There's still a long way to go to affirm these EM fields' role in consciousness, but increasing evidence shows that they (at least) play a role.

Nature abhors a vacuum, and the same can be said about mysteries of science. Whenever some phenomenon seems inexplicable -- at least, with the theories and laws that make up the foundation of our knowledge -- a multitude of hypotheses quickly fill the void. This is particularly true in physics, where new observations have spawned ideas related to chaos theory, string theory, and cold dark matter theory (among many others). But the same can also be said for the scientific world of the conscious mind.

Simply put: we don't really know why we think (and, therefore, are). But a multitude of theories attempt to explain the biological phenomenon of consciousness that underlies our very existence. Some theories compare the brain to a computer, with neurons as stand-ins for transistors. Other theories believe the brain to be non-algorithmic, and that consciousness perhaps has a quantum quality.

But one theory in particular is gaining some experimental traction as of late. It explores how human consciousness could be explained through the electromagnetic fields -- known as "ephaptic fields" -- produced by neurons through synaptic firing. These fields are what allow an electroencephalogram (EEG), for example, to pick up brain activity.

"The 'ephaptic' in ephaptic coupling simply means 'touching,'" Tamlyn Hunt, an affiliate guest in psychology at University of California Santa Barbara's META lab, wrote in an opinion article published in Scientific American. "Though not well-known, the effects of ephaptic fields result from the textbook electric and magnetic interactions that power our cells.

"Intriguing experimental results," he continued, "suggest these same forces play a bigger role in the brain than one suspected and perhaps even in consciousness."

Hunt went on to describe how, in 2019, researchers from Case Western Reserve University in Ohio completely bisected the hippocampus of a mouse. Despite the severance, the team still recorded activity that could "leap" across the cut -- a phenomenon only possible through electric field coupling. This effect dissipated once the severed sections were separated by more than 400 microns.

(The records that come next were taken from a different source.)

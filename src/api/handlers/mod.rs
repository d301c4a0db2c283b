use std::time::Instant;

use axum::{
    extract::{rejection::QueryRejection, FromRequest, Query, Request, State},
    http::{header, HeaderMap, StatusCode},
    response::{IntoResponse, Response},
    Form, Json,
};
use serde_json::{json, Value};

use super::middleware::bearer_token;
use super::{ApiError, AppState};
use crate::cache::cache_key;
use crate::chat::reply_or_fallback;
use crate::compliance::redact_message;
use crate::models::*;
use crate::slack::{self, EventEnvelope};

pub const CHATBOT_PIPELINE: &str = "CHATBOT";
pub const CHATBOT_CACHED_PIPELINE: &str = "CHATBOT_CACHED";
pub const ANOMALY_PIPELINE: &str = "ANOMALY_DETECTOR";

const DEFAULT_LOGS_LIMIT: u32 = 10;
const DEFAULT_ANOMALIES_LIMIT: u32 = 100;
const PREVIEW_CHARS: usize = 50;

// ============================================================
// Error Handling
// ============================================================

/// Count the failure against `endpoint` and wrap it for the client.
fn server_error(state: &AppState, endpoint: &str, e: anyhow::Error) -> ApiError {
    state.metrics.record_error(endpoint, "server_error");
    ApiError::Internal(e)
}

fn query_params(
    query: Result<Query<LogFilterParams>, QueryRejection>,
) -> Result<LogFilterParams, ApiError> {
    query
        .map(|Query(params)| params)
        .map_err(|e| ApiError::BadRequest(e.body_text()))
}

// ============================================================
// Info
// ============================================================

pub async fn health() -> impl IntoResponse {
    Json(json!({ "status": "ok" }))
}

pub async fn index() -> Json<ApiInfo> {
    let endpoint = |path: &str, method: &str, description: &str| EndpointInfo {
        path: path.to_string(),
        methods: vec![method.to_string()],
        description: description.to_string(),
    };

    Json(ApiInfo {
        name: "AI-Powered Automated Data Engineering Assistant API".to_string(),
        version: env!("CARGO_PKG_VERSION").to_string(),
        endpoints: vec![
            endpoint("/", "GET", "API information"),
            endpoint("/login", "POST", "Get an access token"),
            endpoint("/chat", "POST", "Chat with the AI assistant"),
            endpoint("/anomalies", "GET", "Detect anomalies in logs"),
            endpoint("/logs", "GET", "Get recent logs"),
            endpoint("/retrain", "POST", "Retrain the anomaly detection model"),
            endpoint("/metrics", "GET", "Get Prometheus metrics"),
        ],
    })
}

// ============================================================
// Auth
// ============================================================

pub async fn login(State(state): State<AppState>, Json(input): Json<LoginInput>) -> Response {
    let username = input.username.unwrap_or_default();
    let password = input.password.unwrap_or_default();

    match state.security.login(&username, &password) {
        Some(access_token) => {
            tracing::info!("Issued access token for {}", username);
            Json(LoginResponse { access_token }).into_response()
        }
        None => {
            tracing::warn!("Failed login attempt for {}", username);
            (
                StatusCode::UNAUTHORIZED,
                Json(json!({ "msg": "Invalid credentials" })),
            )
                .into_response()
        }
    }
}

// ============================================================
// Chat
// ============================================================

impl<S> FromRequest<S> for ChatInput
where
    S: Send + Sync,
{
    type Rejection = ApiError;

    /// JSON bodies and form posts are both accepted; anything unreadable
    /// becomes an empty message.
    async fn from_request(req: Request, state: &S) -> Result<Self, Self::Rejection> {
        let is_json = req
            .headers()
            .get(header::CONTENT_TYPE)
            .and_then(|v| v.to_str().ok())
            .is_some_and(|ct| ct.starts_with("application/json"));

        let input = if is_json {
            Json::<ChatInput>::from_request(req, state)
                .await
                .ok()
                .map(|Json(input)| input)
        } else {
            Form::<ChatInput>::from_request(req, state)
                .await
                .ok()
                .map(|Form(input)| input)
        };

        Ok(input.unwrap_or_default())
    }
}

/// `/chat` is open to everyone; a bearer token is only checked and logged.
fn log_chat_caller(state: &AppState, headers: &HeaderMap) {
    match bearer_token(headers) {
        None => tracing::warn!("Unauthenticated chat request"),
        Some(token) => match state.security.authenticate(token) {
            Some(user) => tracing::info!("Chat request from {}", user),
            None => tracing::warn!("Invalid token on chat request"),
        },
    }
}

fn preview(message: &str) -> String {
    redact_message(&message.chars().take(PREVIEW_CHARS).collect::<String>())
}

pub async fn chat(
    State(state): State<AppState>,
    headers: HeaderMap,
    input: ChatInput,
) -> Result<Json<ChatReply>, ApiError> {
    log_chat_caller(&state, &headers);

    let message = input.message;
    if message.is_empty() {
        state.metrics.record_error("/chat", "missing_message");
        return Err(ApiError::BadRequest("Message is required".to_string()));
    }

    let key = cache_key(&message);
    if let Some(cached) = state.cache.get(&key) {
        state.metrics.record_cache_hit();
        state
            .db
            .insert_log(CreateLogInput::new(
                LogLevel::Info,
                format!("Cached response for: {}...", preview(&message)),
                Some(CHATBOT_CACHED_PIPELINE),
            ))
            .map_err(|e| server_error(&state, "/chat", e))?;

        return Ok(Json(ChatReply {
            response: cached,
            cached: true,
        }));
    }
    state.metrics.record_cache_miss();

    let (response, answered) = reply_or_fallback(state.assistant.as_ref(), &message).await;
    if answered {
        state.cache.insert(key, response.clone());
    }

    state
        .db
        .insert_log(CreateLogInput::new(
            LogLevel::Info,
            format!(
                "User query: {}... | Response length: {}",
                preview(&message),
                response.chars().count()
            ),
            Some(CHATBOT_PIPELINE),
        ))
        .map_err(|e| server_error(&state, "/chat", e))?;

    Ok(Json(ChatReply {
        response,
        cached: false,
    }))
}

// ============================================================
// Logs & Anomalies
// ============================================================

pub async fn get_logs(
    State(state): State<AppState>,
    query: Result<Query<LogFilterParams>, QueryRejection>,
) -> Result<Json<LogsResponse>, ApiError> {
    let params = query_params(query)?;
    let logs = state
        .db
        .fetch_logs(&LogQuery {
            limit: params.limit.unwrap_or(DEFAULT_LOGS_LIMIT),
            pipeline: params.pipeline,
            level: params.level,
        })
        .map_err(|e| server_error(&state, "/logs", e))?;

    Ok(Json(LogsResponse { logs }))
}

pub async fn anomalies(
    State(state): State<AppState>,
    query: Result<Query<LogFilterParams>, QueryRejection>,
) -> Result<Json<AnomalyReport>, ApiError> {
    let params = query_params(query)?;
    let logs = state
        .db
        .fetch_logs(&LogQuery {
            limit: params.limit.unwrap_or(DEFAULT_ANOMALIES_LIMIT),
            pipeline: params.pipeline,
            level: params.level,
        })
        .map_err(|e| server_error(&state, "/anomalies", e))?;
    let total_logs = logs.len();

    let start = Instant::now();
    let anomalies = state
        .detector
        .detect_anomalies(Some(logs))
        .map_err(|e| server_error(&state, "/anomalies", e))?;
    let execution_time_seconds = start.elapsed().as_secs_f64();

    state.metrics.record_anomalies(anomalies.len());

    state
        .db
        .insert_log(CreateLogInput::new(
            LogLevel::Info,
            format!(
                "Anomaly detection completed in {:.2}s. Found {} anomalies.",
                execution_time_seconds,
                anomalies.len()
            ),
            Some(ANOMALY_PIPELINE),
        ))
        .map_err(|e| server_error(&state, "/anomalies", e))?;

    Ok(Json(AnomalyReport {
        total_logs,
        anomalies_detected: anomalies.len(),
        execution_time_seconds,
        anomalies,
    }))
}

pub async fn retrain(
    State(state): State<AppState>,
) -> Result<(StatusCode, Json<RetrainResponse>), ApiError> {
    let start = Instant::now();
    let trained = state
        .detector
        .train_model()
        .map_err(|e| server_error(&state, "/retrain", e))?;
    state.metrics.record_train_time(start.elapsed().as_secs_f64());

    if trained {
        Ok((
            StatusCode::OK,
            Json(RetrainResponse {
                status: "success".to_string(),
                message: "Model retrained successfully".to_string(),
            }),
        ))
    } else {
        state.metrics.record_error("/retrain", "training_failure");
        Ok((
            StatusCode::INTERNAL_SERVER_ERROR,
            Json(RetrainResponse {
                status: "error".to_string(),
                message: "Failed to retrain model".to_string(),
            }),
        ))
    }
}

// ============================================================
// Metrics
// ============================================================

pub async fn metrics(State(state): State<AppState>) -> Result<Response, ApiError> {
    for level in LogLevel::ALL {
        let count = state
            .db
            .count_logs_by_level(level)
            .map_err(|e| server_error(&state, "/metrics", e))?;
        state.metrics.set_log_count(level, count);
    }

    let body = state
        .metrics
        .render()
        .map_err(|e| server_error(&state, "/metrics", e.into()))?;

    Ok((
        [(header::CONTENT_TYPE, "text/plain; version=0.0.4")],
        body,
    )
        .into_response())
}

// ============================================================
// Slack
// ============================================================

pub async fn slack_events(
    State(state): State<AppState>,
    Json(envelope): Json<EventEnvelope>,
) -> Json<Value> {
    if let Some(challenge) = envelope.challenge {
        return Json(json!({ "challenge": challenge }));
    }

    let (Some(bot), Some(event)) = (state.slack.clone(), envelope.event) else {
        return Json(json!({ "status": "ok" }));
    };

    let mention = match bot.mention(&event).await {
        Ok(Some(mention)) => mention,
        Ok(None) => return Json(json!({ "status": "ok" })),
        Err(e) => {
            tracing::error!("Could not resolve Slack bot identity: {}", e);
            return Json(json!({ "status": "ok" }));
        }
    };

    if let Err(e) = state.db.insert_log(slack::received_log(&mention)) {
        tracing::warn!("Failed to record Slack message: {:#}", e);
    }

    let assistant = state.assistant.clone();
    let db = state.db.clone();
    tokio::spawn(async move { bot.respond(assistant, db, mention).await });

    Json(json!({ "status": "ok" }))
}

"It was a jaw-dropping moment," senior author Dominique M Durand said at the time. "For us and for every scientist we told about this so far."

This electrical effect could help explain another problem in our current, neuron-based understanding of consciousness -- normal spike pathways are too slow to explain cognitive function. However, when coupled with the speed of these ephaptic field effects, that speed increases some 5,000 times over, according to another study from 2020.

While this theory appears to be gathering steam, there's still much more to explore. Ephaptic fields and other theories of consciousness rely on these computable methods, but few tackle what's known as the "hard problem" of consciousness -- how those biological processes create subjective experience.

That said, if the history of science shows us anything, it's that these vacuums of understanding filled with various hypotheses eventually do crystallize into fact with enough evidence, data, and verification. Solving the mystery of consciousness is one of the most complicated scientific endeavors undertaken by humans, but as the biological machinations of the brain are slowly revealed, the fuzzy contours of consciousness are gaining clarity.